A Uber enfrenta um crescente escrutínio sobre sua segurança, com dados alarmantes revelando que a empresa recebeu uma denúncia de agressão ou má conduta sexual a cada oito minutos entre 2017 e 2022. Isso totaliza 400.181 casos registrados, muito além dos números oficialmente divulgados pela plataforma. Apesar de se posicionar como uma opção segura de transporte, a Uber hesitou em implementar medidas eficazes para proteger seus usuários.
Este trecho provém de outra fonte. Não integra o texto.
//! Error types for the hitbox.tv API client.

use reqwest::StatusCode;

use super::response::RawResponse;

/// Errors returned by the hitbox.tv API client.
#[derive(Debug, thiserror::Error)]
pub enum Error {
    /// HTTP transport error, including failures while reading the body.
    #[error("HTTP error: {0}")]
    Http(#[from] reqwest::Error),

    /// The endpoint path could not be resolved against the base URL.
    #[error("invalid request URL: {0}")]
    Url(#[from] url::ParseError),

    /// Server answered with anything other than `200 OK`.
    #[error("hitbox.tv api responded with http {}", .0.status.as_u16())]
    UnexpectedStatus(Box<RawResponse>),

    /// Body was not the expected JSON document.
    #[error("failed to decode response: {source}")]
    Decode {
        source: serde_json::Error,
        response: Box<RawResponse>,
    },
}

/// Text that is not a hitbox.tv timestamp.
#[derive(Debug, Clone, PartialEq, Eq, thiserror::Error)]
#[error("invalid timestamp {0:?}, expected yyyy-mm-dd hh:mm:ss")]
pub struct ParseTimestampError(pub(crate) String);

impl Error {
    /// The HTTP response that came with this error, if one was received.
    pub fn response(&self) -> Option<&RawResponse> {
        match self {
            Self::UnexpectedStatus(response) | Self::Decode { response, .. } => Some(&**response),
            Self::Http(_) | Self::Url(_) => None,
        }
    }

    /// Status code of the received response, if any.
    pub fn status(&self) -> Option<StatusCode> {
        match self {
            Self::Http(err) => err.status(),
            _ => self.response().map(|r| r.status),
        }
    }

    pub fn is_decode(&self) -> bool {
        matches!(self, Self::Decode { .. })
    }
}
Documentos internos e relatos de ex-funcionários indicam que a empresa priorizou a proteção de seu modelo de negócios em detrimento da segurança. A Uber testou ferramentas como algoritmos de pareamento e gravação de vídeo, mas não as implementou de forma abrangente. Em um documento de 2021, a empresa afirmou que seu objetivo não era ser a polícia, mas sim definir um nível de risco aceitável para suas operações.
A empresa reportou apenas 12.522 casos de agressões sexuais graves no mesmo período, omitindo o total de queixas recebidas. A chefe de segurança da Uber nas Américas, Hannah Nilles, reconheceu que muitos casos não são notificados devido ao medo e à vergonha das vítimas. Ela destacou que a maioria das denúncias envolve comportamentos menos graves, mas a empresa não pode ignorar o impacto de qualquer nível de agressão.
Entre as iniciativas consideradas pela Uber, o pareamento de motoristas e passageiras mulheres foi implementado na Arábia Saudita e reduziu significativamente os riscos. No entanto, a expansão dessa política para os EUA foi adiada devido a preocupações com discriminação. A Uber também enfrenta um litígio em grande escala, com mais de 3 mil ações judiciais relacionadas a agressões sexuais, enquanto continua a defender sua classificação de motoristas como contratados independentes.
Recentemente, um caso em Houston destacou falhas graves de segurança, onde uma mulher denunciou ter sido estuprada por um motorista. A empresa, que já havia prometido mais transparência após escândalos anteriores, ainda enfrenta desafios significativos para garantir a segurança de seus usuários.